I have often wondered why the word ‘Please’ is not as often used when we conduct lessons for children. Take a look at the following ways of inviting a child to the work area by asking him questions like:
“Would you come with me please?”
“Would you like to come with me please?
“Would you like to come with me to the work area?”
“Would you like to follow me to the work area?”
I find that I get the same response whether or not I use the word ‘Please’. In fact, if I drop the word please, it goes unnoticed and then child will respond just as well.
I watch children educational programmes Dora The Explorer, Diego, Hi-5, Barney or Blues Clues. There are no deliberate attempts to use the word ‘Please’ to get the viewers to stay tuned to the programmes. All the characters used in the programmes manipulates the psychology of the mind with speech modulations, articulations, graphics, songs and drama to edutain (educate-entertain) the child. There is no need to use the word ‘Please’ to get them to dance, sing along or play pretend. The power to move the child does not rest on this one so called magic word.

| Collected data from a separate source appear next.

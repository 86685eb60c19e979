//! Uniaxial material models with explicit trial/commit state
//!
//! Every model keeps a committed (last converged) and a trial
//! (iteration-local) strain/stress pair:
//! - `set_trial_strain` evaluates trial stress from the trial strain and committed history
//! - `trial_stress` and `tangent` only read the current trial state
//! - `commit_state` copies trial into committed, `reset_trial` copies committed into trial

use serde::{Deserialize, Serialize};

use crate::error::{FrameError, FrameResult};

/// Common interface of all 1D stress-strain laws
pub trait UniaxialMaterial {
    fn set_trial_strain(&mut self, eps: f64);
    fn trial_strain(&self) -> f64;
    fn trial_stress(&self) -> f64;
    fn tangent(&self) -> f64;
    fn committed_strain(&self) -> f64;
    fn committed_stress(&self) -> f64;
    fn commit_state(&mut self);
    fn reset_trial(&mut self);
    fn revert_to_start(&mut self);
}

/// Strain/stress pair
#[derive(Debug, Clone, Copy, Default, PartialEq, Serialize, Deserialize)]
struct StressStrain {
    eps: f64,
    sig: f64,
}

/// Linear elastic: stress = E * eps
#[derive(Debug, Clone, PartialEq, Serialize, Deserialize)]
pub struct LinearElastic {
    /// Modulus of elasticity
    pub e: f64,
    #[serde(skip)]
    trial: StressStrain,
    #[serde(skip)]
    committed: StressStrain,
}

impl LinearElastic {
    pub fn new(e: f64) -> Self {
        Self {
            e,
            trial: StressStrain::default(),
            committed: StressStrain::default(),
        }
    }
}

impl UniaxialMaterial for LinearElastic {
    fn set_trial_strain(&mut self, eps: f64) {
        self.trial = StressStrain {
            eps,
            sig: self.e * eps,
        };
    }

    fn trial_strain(&self) -> f64 {
        self.trial.eps
    }

    fn trial_stress(&self) -> f64 {
        self.trial.sig
    }

    fn tangent(&self) -> f64 {
        self.e
    }

    fn committed_strain(&self) -> f64 {
        self.committed.eps
    }

    fn committed_stress(&self) -> f64 {
        self.committed.sig
    }

    fn commit_state(&mut self) {
        self.committed = self.trial;
    }

    fn reset_trial(&mut self) {
        self.trial = self.committed;
    }

    fn revert_to_start(&mut self) {
        self.trial = StressStrain::default();
        self.committed = StressStrain::default();
    }
}

/// Elastic-perfectly plastic material, symmetric yield at +/- fy.
///
/// Plastic strain only accumulates on commit. The increment found by the
/// last `set_trial_strain` is kept as trial state and is zero when the
/// trial point is elastic or has been reset.
#[derive(Debug, Clone, PartialEq, Serialize, Deserialize)]
pub struct ElastoPlastic {
    /// Modulus of elasticity
    pub e: f64,
    /// Yield stress (positive)
    pub fy: f64,
    #[serde(skip)]
    trial: StressStrain,
    #[serde(skip)]
    committed: StressStrain,
    #[serde(skip)]
    eps_p_committed: f64,
    #[serde(skip)]
    eps_p_increment: f64,
}

impl ElastoPlastic {
    pub fn new(e: f64, fy: f64) -> FrameResult<Self> {
        if e <= 0.0 || fy <= 0.0 {
            return Err(FrameError::InvalidInput(format!(
                "elasto-plastic material needs E > 0 and fy > 0, got E={e}, fy={fy}"
            )));
        }
        Ok(Self {
            e,
            fy,
            trial: StressStrain::default(),
            committed: StressStrain::default(),
            eps_p_committed: 0.0,
            eps_p_increment: 0.0,
        })
    }

    /// Committed plastic strain
    pub fn plastic_strain(&self) -> f64 {
        self.eps_p_committed
    }

    /// Plastic strain increment that the next commit will add
    pub fn pending_plastic_increment(&self) -> f64 {
        self.eps_p_increment
    }

    fn yield_function(&self, sigma: f64) -> f64 {
        sigma.abs() - self.fy
    }
}

impl UniaxialMaterial for ElastoPlastic {
    fn set_trial_strain(&mut self, eps: f64) {
        let trial_stress = self.e * (eps - self.eps_p_committed);
        let f = self.yield_function(trial_stress);

        if f <= 0.0 {
            self.trial = StressStrain {
                eps,
                sig: trial_stress,
            };
            self.eps_p_increment = 0.0;
        } else {
            // Radial return onto the yield surface
            let sign = trial_stress.signum();
            self.trial = StressStrain {
                eps,
                sig: sign * self.fy,
            };
            self.eps_p_increment = sign * f / self.e;
        }
    }

    fn trial_strain(&self) -> f64 {
        self.trial.eps
    }

    fn trial_stress(&self) -> f64 {
        self.trial.sig
    }

    fn tangent(&self) -> f64 {
        if self.yield_function(self.trial.sig) < 0.0 {
            self.e
        } else {
            0.0
        }
    }

    fn committed_strain(&self) -> f64 {
        self.committed.eps
    }

    fn committed_stress(&self) -> f64 {
        self.committed.sig
    }

    fn commit_state(&mut self) {
        self.committed = self.trial;
        self.eps_p_committed += self.eps_p_increment;
        self.eps_p_increment = 0.0;
    }

    fn reset_trial(&mut self) {
        self.trial = self.committed;
        self.eps_p_increment = 0.0;
    }

    fn revert_to_start(&mut self) {
        self.trial = StressStrain::default();
        self.committed = StressStrain::default();
        self.eps_p_committed = 0.0;
        self.eps_p_increment = 0.0;
    }
}

/// Compression-only concrete envelope (no tension, no unloading branch).
///
/// Compressive quantities are negative: `fc`, `fcu`, `eps_c0`, `eps_u`.
#[derive(Debug, Clone, PartialEq, Serialize, Deserialize)]
pub struct Concrete01 {
    /// Initial modulus, reported as tangent at zero strain
    pub e0: f64,
    /// Peak compressive strength
    pub fc: f64,
    /// Strain at peak strength
    pub eps_c0: f64,
    /// Residual crushing strength
    pub fcu: f64,
    /// Strain at crushing strength
    pub eps_u: f64,
    #[serde(skip)]
    trial: StressStrain,
    #[serde(skip)]
    committed: StressStrain,
}

impl Concrete01 {
    pub fn new(e0: f64, fc: f64, eps_c0: f64, fcu: f64, eps_u: f64) -> FrameResult<Self> {
        if eps_c0 >= 0.0 || eps_u >= eps_c0 {
            return Err(FrameError::InvalidInput(format!(
                "concrete strains must satisfy eps_u < eps_c0 < 0, got eps_c0={eps_c0}, eps_u={eps_u}"
            )));
        }
        Ok(Self {
            e0,
            fc,
            eps_c0,
            fcu,
            eps_u,
            trial: StressStrain::default(),
            committed: StressStrain::default(),
        })
    }

    /// Stress on the loading envelope
    pub fn envelope(&self, eps: f64) -> f64 {
        if eps >= 0.0 {
            return 0.0;
        }
        if eps > self.eps_c0 {
            // Ascending parabola
            let ratio = eps / self.eps_c0;
            return self.fc * ratio * (2.0 - ratio);
        }
        if eps > self.eps_u {
            // Linear softening
            return (self.fc - self.fcu) * ((eps - self.eps_c0) / (self.eps_u - self.eps_c0))
                + self.fc;
        }
        self.fcu
    }
}

impl UniaxialMaterial for Concrete01 {
    fn set_trial_strain(&mut self, eps: f64) {
        self.trial = StressStrain {
            eps,
            sig: self.envelope(eps),
        };
    }

    fn trial_strain(&self) -> f64 {
        self.trial.eps
    }

    fn trial_stress(&self) -> f64 {
        self.trial.sig
    }

    /// Secant modulus sigma / eps, E0 at zero strain
    fn tangent(&self) -> f64 {
        if self.trial.eps == 0.0 {
            return self.e0;
        }
        self.trial.sig / self.trial.eps
    }

    fn committed_strain(&self) -> f64 {
        self.committed.eps
    }

    fn committed_stress(&self) -> f64 {
        self.committed.sig
    }

    fn commit_state(&mut self) {
        self.committed = self.trial;
    }

    fn reset_trial(&mut self) {
        self.trial = self.committed;
    }

    fn revert_to_start(&mut self) {
        self.trial = StressStrain::default();
        self.committed = StressStrain::default();
    }
}

/// Material selected for a section
#[derive(Debug, Clone, PartialEq, Serialize, Deserialize)]
pub enum Material {
    LinearElastic(LinearElastic),
    ElastoPlastic(ElastoPlastic),
    Concrete01(Concrete01),
}

impl Material {
    pub fn linear_elastic(e: f64) -> Self {
        Self::LinearElastic(LinearElastic::new(e))
    }

    pub fn elasto_plastic(e: f64, fy: f64) -> FrameResult<Self> {
        Ok(Self::ElastoPlastic(ElastoPlastic::new(e, fy)?))
    }

    pub fn concrete01(e0: f64, fc: f64, eps_c0: f64, fcu: f64, eps_u: f64) -> FrameResult<Self> {
        Ok(Self::Concrete01(Concrete01::new(e0, fc, eps_c0, fcu, eps_u)?))
    }

    fn inner(&self) -> &dyn UniaxialMaterial {
        match self {
            Self::LinearElastic(m) => m,
            Self::ElastoPlastic(m) => m,
            Self::Concrete01(m) => m,
        }
    }

    fn inner_mut(&mut self) -> &mut dyn UniaxialMaterial {
        match self {
            Self::LinearElastic(m) => m,
            Self::ElastoPlastic(m) => m,
            Self::Concrete01(m) => m,
        }
    }
}

impl UniaxialMaterial for Material {
    fn set_trial_strain(&mut self, eps: f64) {
        self.inner_mut().set_trial_strain(eps)
    }

    fn trial_strain(&self) -> f64 {
        self.inner().trial_strain()
    }

    fn trial_stress(&self) -> f64 {
        self.inner().trial_stress()
    }

    fn tangent(&self) -> f64 {
        self.inner().tangent()
    }

    fn committed_strain(&self) -> f64 {
        self.inner().committed_strain()
    }

    fn committed_stress(&self) -> f64 {
        self.inner().committed_stress()
    }

    fn commit_state(&mut self) {
        self.inner_mut().commit_state()
    }

    fn reset_trial(&mut self) {
        self.inner_mut().reset_trial()
    }

    fn revert_to_start(&mut self) {
        self.inner_mut().revert_to_start()
    }
}

impl From<LinearElastic> for Material {
    fn from(m: LinearElastic) -> Self {
        Self::LinearElastic(m)
    }
}

impl From<ElastoPlastic> for Material {
    fn from(m: ElastoPlastic) -> Self {
        Self::ElastoPlastic(m)
    }
}

impl From<Concrete01> for Material {
    fn from(m: Concrete01) -> Self {
        Self::Concrete01(m)
    }
}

YET, when a child forgets to use the word ‘Please’, they get a quick reminder to rephrase and repeat. It happens all the time to children. Let me highlight 2 things relating to the real life experiences between a child and the adult:
You don’t always get what you want even after using ‘please’. My daughter wants to watch television after dinner at 6 p.m. and has asked me permission. My response has been “No dear, you have homework to do and school in the morning.” She wants to drink coca cola with her McDonald’s meal, she doesn’t get it. I saw a 3 year old boy who struggled with his mother who refused to let him sip his apple juice before he takes a bite off this burger. He stared at his mother who talked down at him, “Say please first.”
You don’t earn your respect from a child just because you say please. Some children are just boisterous and need a lot of room to express themselves.
“I want to eat now,” says the boy.
“How do you say it?” asks the mother.
“May I eat now?” asks the boy.
“No how do you say it politely,” the mother asks.
“May I eat now please.”
“That is better.”
There is nothing wrong with ‘May I eat now?” The boy knows no difference between saying please and not saying it. However, adults are apt to stretch children’s psychological development so much so they become egocentric at teaching a child to use the word ‘please’ in his request for favours. The child who has been rejected once or twice whilst he has used the word ‘PLEASE’ can no longer understand why he should serve the selfish desire of his parent to feel respected before receiving a harmonious response.
I used to think ‘Please’ is a magic word. I think it is probably only a word that reconstructs the psychological freedom path the child is walking on. If the child asks, ‘May I eat now?’ in a soft, comfortable polite tone, he should already be rewarded for his effort to express his wish in proper correct sentence. Anything more to correct it, will only lead him to question its relevance and the paradox becomes greater and more confusing.